Dominic jerked away from her, angry that she’d already guessed his intentions. “Whose side are you on?” he said. His throat felt raw from shouting, and the roar made his head ache. He yelled, “This situation is destabilizing the markets, and we’re here to shut it down. Am I right or wrong? Tell me now.”
She shoo
k her head and put her mouth to his ear again. “How close are we to the ship’s boil line? I don’t want those current mills to suck us in.”
Dominic glanced at the water. Their raft was drifting a good hundred meters from the factory’s booming wake, safe for now. He shouted, “You’re changing the subject.”
He felt a sharp tug at the back of his waistband. The naked boy was standing beside him, balancing on the raft’s edge and pointing into the water. Beneath them, the ocean suddenly lifted in a mighty swell, and Dominic grabbed the boy to keep him from falling overboard. All around, water welled up and doused them with filthy spray as a decrepit metal sphere popped up beside their raft like a toy balloon. It was a bathysphere, old and dented, a submersible shuttle craft of the type used for short runs to and from an undersea facility. Dominic saw plainly where the Benthica logo had been scraped off.
“Our taxi has arrived,” Qi shouted over the roar. “Benito, help your grandmother.”
The boy squirmed out of Dominic’s arms and scampered over the barrels.
“This is what we’ve been waiting for, Nick.” Qi indicated the bathysphere with a nod, as a man with a sunburned face and short, hairy arms emerged from the hatch and lowered a ladder to the waterline. In one of the other boats, two women started paddling toward him with their hands.

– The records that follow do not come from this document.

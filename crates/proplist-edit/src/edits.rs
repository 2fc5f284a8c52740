//! The caller-owned edit set.
//!
//! Edits are recorded against entry indices of a parsed [`EntryList`]
//! and never merged back into it; the list stays an immutable snapshot
//! of the source and the edit set is applied in one pass by
//! [`build_text`](crate::build_text).

use std::collections::{BTreeMap, BTreeSet};

use proplist_parse::Delimiter;

use crate::ValueKind;

/// A batch of edits against one parsed entry list.
#[derive(Debug, Clone, Default)]
pub struct EditSet {
    /// Emission order as entry indices. `None` keeps source order.
    /// Entries absent from an explicit order are dropped, like removals.
    pub order: Option<Vec<usize>>,
    /// Indices to remove, trivia included.
    pub removed: BTreeSet<usize>,
    /// Per-index label/value replacements.
    pub patches: BTreeMap<usize, EntryPatch>,
    /// Entries appended before the closing terminator.
    pub additions: Vec<NewEntry>,
}

impl EditSet {
    pub fn new() -> Self {
        Self::default()
    }

    pub fn is_empty(&self) -> bool {
        self.order.is_none()
            && self.removed.is_empty()
            && self.patches.is_empty()
            && self.additions.is_empty()
    }

    pub fn remove(&mut self, index: usize) -> &mut Self {
        self.removed.insert(index);
        self
    }

    pub fn reorder(&mut self, order: Vec<usize>) -> &mut Self {
        self.order = Some(order);
        self
    }

    pub fn rename(&mut self, index: usize, name: impl Into<String>) -> &mut Self {
        self.patches.entry(index).or_default().label = Some(name.into());
        self
    }

    /// Replace the value text, keeping the entry's current delimiter.
    pub fn set_value(&mut self, index: usize, text: impl Into<String>) -> &mut Self {
        self.patches.entry(index).or_default().value = Some(ValuePatch::Text {
            text: text.into(),
            delimiter: None,
        });
        self
    }

    /// Replace the value text and its delimiter.
    pub fn set_delimited_value(
        &mut self,
        index: usize,
        text: impl Into<String>,
        delimiter: Delimiter,
    ) -> &mut Self {
        self.patches.entry(index).or_default().value = Some(ValuePatch::Text {
            text: text.into(),
            delimiter: Some(delimiter),
        });
        self
    }

    pub fn set_bool(&mut self, index: usize, value: bool) -> &mut Self {
        self.patches.entry(index).or_default().value = Some(ValuePatch::Bool(value));
        self
    }

    pub fn add(&mut self, entry: NewEntry) -> &mut Self {
        self.additions.push(entry);
        self
    }
}

/// A replacement for one entry's label and/or value.
#[derive(Debug, Clone, Default)]
pub struct EntryPatch {
    pub label: Option<String>,
    pub value: Option<ValuePatch>,
}

/// A replacement value.
#[derive(Debug, Clone)]
pub enum ValuePatch {
    /// New value text; `delimiter: None` keeps the entry's current one.
    Text {
        text: String,
        delimiter: Option<Delimiter>,
    },
    /// Boolean semantics: in tag context `true` serializes as the bare
    /// attribute name and `false` as an explicit `name={false}`, since
    /// omitting the attribute would read as unset.
    Bool(bool),
}

/// An entry to append.
#[derive(Debug, Clone, Default)]
pub struct NewEntry {
    /// `None` for spread/computed pseudo-entries.
    pub label: Option<String>,
    /// Explicit value text. `None` takes the kind's default value.
    pub value: Option<String>,
    /// Explicit delimiter. `None` infers one from the value or kind.
    pub delimiter: Option<Delimiter>,
    /// Declared type, used for the default value and delimiter choice.
    pub kind: Option<ValueKind>,
}

impl NewEntry {
    pub fn named(name: impl Into<String>) -> Self {
        Self {
            label: Some(name.into()),
            ..Self::default()
        }
    }

    /// A spread or computed pseudo-entry (`{...rest}` / `...rest`).
    pub fn spread(expression: impl Into<String>) -> Self {
        Self {
            label: None,
            value: Some(expression.into()),
            delimiter: None,
            kind: None,
        }
    }

    pub fn with_value(mut self, text: impl Into<String>) -> Self {
        self.value = Some(text.into());
        self
    }

    pub fn with_delimiter(mut self, delimiter: Delimiter) -> Self {
        self.delimiter = Some(delimiter);
        self
    }

    pub fn with_kind(mut self, kind: ValueKind) -> Self {
        self.kind = Some(kind);
        self
    }
}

Qi leaned against Dominic and draped an arm over his shoulder. He could feel her thigh rubbing his. She touched her mouth to his ear. “Since you ask, I don’t know the Pressure’s position. I only know this rendezvous point. From here on, we’re entering unknown territory.” She took Dominic’s hand and laced her long, dark, graceful fingers through his short, thick, pink ones. “I can’t tell you what to expect, Nick. My bit-brain master limits my info. Trust me. We’re going to need each other.”
Dominic smiled grimly, recalling the NP had used those very words. He would have said something sarcastic, but he was tired of straining his throat. So he turned away and watched the little boy, Benito, help his grandmother to crawl over the barrels.
One by one, the tattered fleet of boats transferred their passengers to the bathysphere. The pilot shuttled eight full loads of people down below the gray waves before Dominic’s turn came. Without his wrist node, it was hard to measure time in the perpetual Arctic day. Usually he stayed live-linked to the Ark and got market news every ninety seconds. Now he wasn’t even sure of the date. He tried to time the first shuttle run by counting seconds, but he was bone weary, and the factory ship’s racket numbed his senses.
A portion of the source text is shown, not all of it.